& Juliet, Shaftesbury Theatre review - the Bard with dancefloor bangers | reviews, news & interviews
& Juliet, Shaftesbury Theatre review - the Bard with dancefloor bangers
& Juliet, Shaftesbury Theatre review - the Bard with dancefloor bangers
The heroine seizes the mic in this Shakespeare-inspired jukebox musical
It’s bright, it’s brash, it’s a gazillion times camper than Christmas: but is it such stuff as theatrical hits are made on? If that misquotation is already making you cringe, then this glittery pop juggernaut probably isn’t for you – but it is, unashamedly, Shakespeare for the generation that grew up on TV talent shows.
The result is a jukebox musical with the broad humour and feelgood fairytale sentiment of a pantomime, plus a generous dash of The X Factor in its parade of bombastic production numbers. Even the biggest fan of Britney Spears, Ariana Grande, Katy Perry and the Backstreet Boys, whose dancefloor bangers are all included here, might baulk at book writer David West Read’s hyperbolic suggestion in the programme that Martin is Shakespeare’s musical equivalent. And the truth is that & Juliet is, for all its iconoclastic swagger and progressive political cheerleading, neither cool nor especially edgy. It is, though, rambunctious fun, with a storming star performance by the astonishing Miriam-Teak Lee that joyously celebrates young women everywhere – or, as one of the cast of hyper-energised young supporting players puts it, “female empowerment – sick!”

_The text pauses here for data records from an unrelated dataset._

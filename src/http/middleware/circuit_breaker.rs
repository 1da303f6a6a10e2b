//! Circuit breaker protection for a proxied service route.
//!
//! # Responsibilities
//! - Fail fast with 503 `CIRCUIT_OPEN` while the service's breaker refuses calls
//! - Bound the downstream call by the breaker timeout (504 on expiry)
//! - Report exactly one outcome per admitted request
//!
//! # Design Decisions
//! - The outcome is classified from the response head: any 5xx is a failure,
//!   everything else a success. Streaming the body is not observed.
//! - A client that disconnects mid-call drops the permit, which records a
//!   cancellation instead of a failure

use std::sync::Arc;

use axum::{
    body::Body,
    extract::{Request, State},
    middleware::Next,
    response::Response,
};

use crate::http::request::request_id;
use crate::http::response::{circuit_open_response, gateway_timeout_response};
use crate::resilience::BreakerRegistry;

/// Which breaker guards the route.
#[derive(Clone)]
pub struct ProtectionState {
    pub registry: Arc<BreakerRegistry>,
    pub service: Arc<str>,
}

impl ProtectionState {
    pub fn new(registry: Arc<BreakerRegistry>, service: &str) -> Self {
        Self {
            registry,
            service: Arc::from(service),
        }
    }
}

pub async fn circuit_breaker_middleware(
    State(state): State<ProtectionState>,
    request: Request<Body>,
    next: Next,
) -> Response {
    let breaker = state.registry.get_default(&state.service);
    let request_id = request_id(request.headers());

    let permit = match breaker.try_acquire() {
        Ok(permit) => permit,
        Err(rejection) => {
            // A saturated HALF_OPEN breaker has no remaining wait; ask for a second.
            let retry_after = rejection.retry_after_secs().max(1);
            tracing::warn!(
                request_id = %request_id,
                service = %state.service,
                state = %rejection.state,
                retry_after,
                "Circuit open, failing fast"
            );
            return circuit_open_response(&state.service, retry_after, &request_id);
        }
    };

    match tokio::time::timeout(breaker.timeout(), next.run(request)).await {
        Ok(response) => {
            if response.status().is_server_error() {
                tracing::debug!(
                    request_id = %request_id,
                    service = %state.service,
                    status = %response.status(),
                    "Downstream failure recorded"
                );
                permit.fail();
            } else {
                permit.succeed();
            }
            response
        }
        Err(_) => {
            permit.time_out();
            tracing::warn!(
                request_id = %request_id,
                service = %state.service,
                timeout_ms = breaker.settings().timeout_ms,
                "Downstream call timed out"
            );
            gateway_timeout_response(&state.service, breaker.timeout(), &request_id)
        }
    }
}
//! Storefront gateway
//!
//! Fronts the storefront's downstream services and isolates each one behind
//! its own circuit breaker.
//!
//! # Architecture Overview
//!
//! ```text
//!   Client ──► http::server ──► http::middleware (breaker admission + timeout)
//!                  │                   │
//!                  │                   ▼
//!                  │            http::proxy (retries) ──► downstream service
//!                  │
//!                  └──► admin (status / reset / open) ──► resilience::registry
//!
//!   Cross-cutting: config, observability (tracing + Prometheus), lifecycle
//! ```

use std::net::SocketAddr;
use std::path::PathBuf;

use clap::Parser;
use tokio::net::TcpListener;

use storefront_gateway::config::{load_config, validate_config, GatewayConfig};
use storefront_gateway::lifecycle::{shutdown_signal, Shutdown};
use storefront_gateway::observability::{logging, metrics};
use storefront_gateway::GatewayServer;

#[derive(Parser)]
#[command(name = "storefront-gateway", version, about = "Storefront API gateway")]
struct Args {
    /// Path to the TOML configuration file. Built-in defaults when omitted.
    #[arg(short, long, env = "GATEWAY_CONFIG")]
    config: Option<PathBuf>,
}

#[tokio::main]
async fn main() -> Result<(), Box<dyn std::error::Error>> {
    let args = Args::parse();

    let config = match &args.config {
        Some(path) => load_config(path)?,
        None => {
            let config = GatewayConfig::default();
            if let Err(errors) = validate_config(&config) {
                for e in &errors {
                    eprintln!("invalid default configuration: {e}");
                }
                return Err("invalid default configuration".into());
            }
            config
        }
    };

    logging::init_logging(&config.observability);
    tracing::info!(version = env!("CARGO_PKG_VERSION"), "storefront-gateway starting");
    tracing::info!(
        bind_address = %config.listener.bind_address,
        services = config.services.len(),
        request_timeout_secs = config.timeouts.request_secs,
        "Configuration loaded"
    );

    if config.observability.metrics_enabled {
        match config.observability.metrics_address.parse::<SocketAddr>() {
            Ok(addr) => metrics::init_metrics(addr),
            Err(e) => tracing::error!(
                metrics_address = %config.observability.metrics_address,
                error = %e,
                "Failed to parse metrics address"
            ),
        }
    }

    let listener = TcpListener::bind(&config.listener.bind_address).await?;

    let shutdown = Shutdown::new();
    let server = GatewayServer::new(config);
    let signal = shutdown.clone();
    tokio::spawn(async move {
        shutdown_signal().await;
        signal.trigger();
    });

    server.run(listener, shutdown.subscribe()).await?;

    tracing::info!("Shutdown complete");
    Ok(())
}
//! Operator endpoints for inspecting and steering circuit breakers.
//!
//! ```text
//! GET  /circuit-breaker/status
//! POST /circuit-breaker/reset
//! POST /circuit-breaker/{service}/reset
//! POST /circuit-breaker/{service}/open
//! ```

pub mod auth;
pub mod handlers;

use std::sync::Arc;

use axum::{
    middleware,
    routing::{get, post},
    Router,
};

use self::auth::admin_auth_middleware;
use self::handlers::*;
use crate::config::AdminConfig;
use crate::resilience::BreakerRegistry;

pub fn setup_admin_router(registry: Arc<BreakerRegistry>, config: &AdminConfig) -> Router {
    let router = Router::new()
        .route("/circuit-breaker/status", get(get_status))
        .route("/circuit-breaker/reset", post(reset_all))
        .route("/circuit-breaker/{service}/reset", post(reset_service))
        .route("/circuit-breaker/{service}/open", post(force_open_service));

    let router = if config.api_key.is_empty() {
        router
    } else {
        let key: Arc<str> = Arc::from(config.api_key.as_str());
        router.route_layer(middleware::from_fn_with_state(key, admin_auth_middleware))
    };

    router.with_state(registry)
}
//! OS signal handling.

/// Resolves on Ctrl+C, or SIGTERM on Unix.
pub async fn shutdown_signal() {
    let ctrl_c = async {
        if let Err(e) = tokio::signal::ctrl_c().await {
            tracing::error!(error = %e, "Failed to listen for Ctrl+C");
            std::future::pending::<()>().await;
        }
    };

    #[cfg(unix)]
    let terminate = async {
        match tokio::signal::unix::signal(tokio::signal::unix::SignalKind::terminate()) {
            Ok(mut stream) => {
                stream.recv().await;
            }
            Err(e) => {
                tracing::error!(error = %e, "Failed to install SIGTERM handler");
                std::future::pending::<()>().await;
            }
        }
    };

    #[cfg(not(unix))]
    let terminate = std::future::pending::<()>();

    tokio::select! {
        _ = ctrl_c => tracing::info!("Received Ctrl+C"),
        _ = terminate => tracing::info!("Received SIGTERM"),
    }
}
/// Called with `(service, from, to)` on every state change.
pub type StateListener = Arc<dyn Fn(&str, CircuitState, CircuitState) + Send + Sync>;

/// Breaker state.
#[derive(Debug, Clone, Copy, PartialEq, Eq, Serialize)]
#[serde(rename_all = "SCREAMING_SNAKE_CASE")]
pub enum CircuitState {
    Closed,
    Open,
    HalfOpen,
}

impl CircuitState {
    pub fn as_str(&self) -> &'static str {
        match self {
            CircuitState::Closed => "CLOSED",
            CircuitState::Open => "OPEN",
            CircuitState::HalfOpen => "HALF_OPEN",
        }
    }
}

impl std::fmt::Display for CircuitState {
    fn fmt(&self, f: &mut std::fmt::Formatter<'_>) -> std::fmt::Result {
        f.write_str(self.as_str())
    }
}

/// How a protected call ended.
#[derive(Debug, Clone, Copy, PartialEq, Eq)]
pub enum Outcome {
    Success,
    Failure,
    Timeout,
    Cancelled,
}

impl Outcome {
    pub fn as_str(&self) -> &'static str {
        match self {
            Outcome::Success => "success",
            Outcome::Failure => "failure",
            Outcome::Timeout => "timeout",
            Outcome::Cancelled => "cancelled",
        }
    }
}

/// Errors surfaced by [`CircuitBreaker::execute`].
#[derive(Debug, Error)]
pub enum BreakerError<E> {
    /// The breaker refused to run the call.
    #[error("circuit for '{service}' is open, retry after {retry_after:?}")]
    Open { service: String, retry_after: Duration },

    /// The call did not settle within the breaker timeout.
    #[error("call to '{service}' timed out after {after:?}")]
    Timeout { service: String, after: Duration },

    /// The call itself failed.
    #[error("{0}")]
    Operation(E),
}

Directed by Luke Sheppard, the inconsequential action is swift and tight, while Jennifer Weber’s choreography keeps the bodies spinning, slamming and popping. And the design is crammed with cartoonish wit. Soutra Gilmour’s neon-embellished set sees Juliet swinging from a pink chandelier and soaring skyward on a bejazzled balcony, which she mounts as if it were a rock diva’s throne. Paloma Young’s costumes team doublets, bodices and farthingales with denim, trainers, bomber jackets and Doctor Martens. Shakespeare himself (Oliver Tompsett) makes his entrance rising out of the stage like a rock god, quill in hand in place of a mic. He’s just finished his latest, a drama of star-cross’d lovers – but his sharp, sassy wife, Anne Hathaway (Cassidy Janson), has some issues with the plot. What if Juliet didn’t die at the end after all? In Anne’s rewrite, Lee awakens next to her boyfriend’s corpse and, rather than dispatching herself with a dagger, bursts, in one of the production’s many moments of knowing bathos, into the opening refrain from Britney’s "…Baby One More Time": “Oh baby, baby, how was I supposed to know?” She doesn’t waste much time grieving, especially as it turns out Romeo spent a lot of time hanging around numerous other girls’ balconies. Instead, she runs away to Paris – where she crashes a ball that Cinderella would envy in search of adventure, romance and a sense of self.
It’s glorious to see Lee, a stunningly talented black performer, reinvent such an iconic role. West Read’s book combines groan-worthy gags with snatches of verse, often to entertaining effect, and there are some clever details – Juliet’s non-binary bestie May (Arun Blair-Mangat) nods to modern gender politics as well as Shakespeare’s cross-dressing characters. Juliet’s Nurse (Melanie La Barrie, pictured above right, with Janson and Lee) gets her own love story too, in a liaison with a French nobleman, Lance, played with huge comic elan by David Bedella. The novelty of the overall concept quickly wears off, though, leaving the show feeling rather aimless: having found her freedom, Juliet doesn’t do anything hugely exciting with it, beyond a dalliance with Lance’s son Francois (Tim Mahendran). And the songs, with their sheen of commercial efficiency, may be catchy, but they’re ultimately generic: too flimsy, and too shamelessly crowbarred in, to bear much genuine dramatic or emotional weight. Disappointingly, there’s little here of the kind of firebrand passion that blazed through Morgan Lloyd Malcolm’s recent play Emilia, in which the Dark Lady of Shakespeare's sonnets triumphantly seized control of the narrative.
Still, the cast give it (to use Saturday night telly parlance) 110 per cent. And anyone buying a ticket didn’t come to think too hard – they came to punch the air and party. On that level, this exuberant musical undeniably delivers.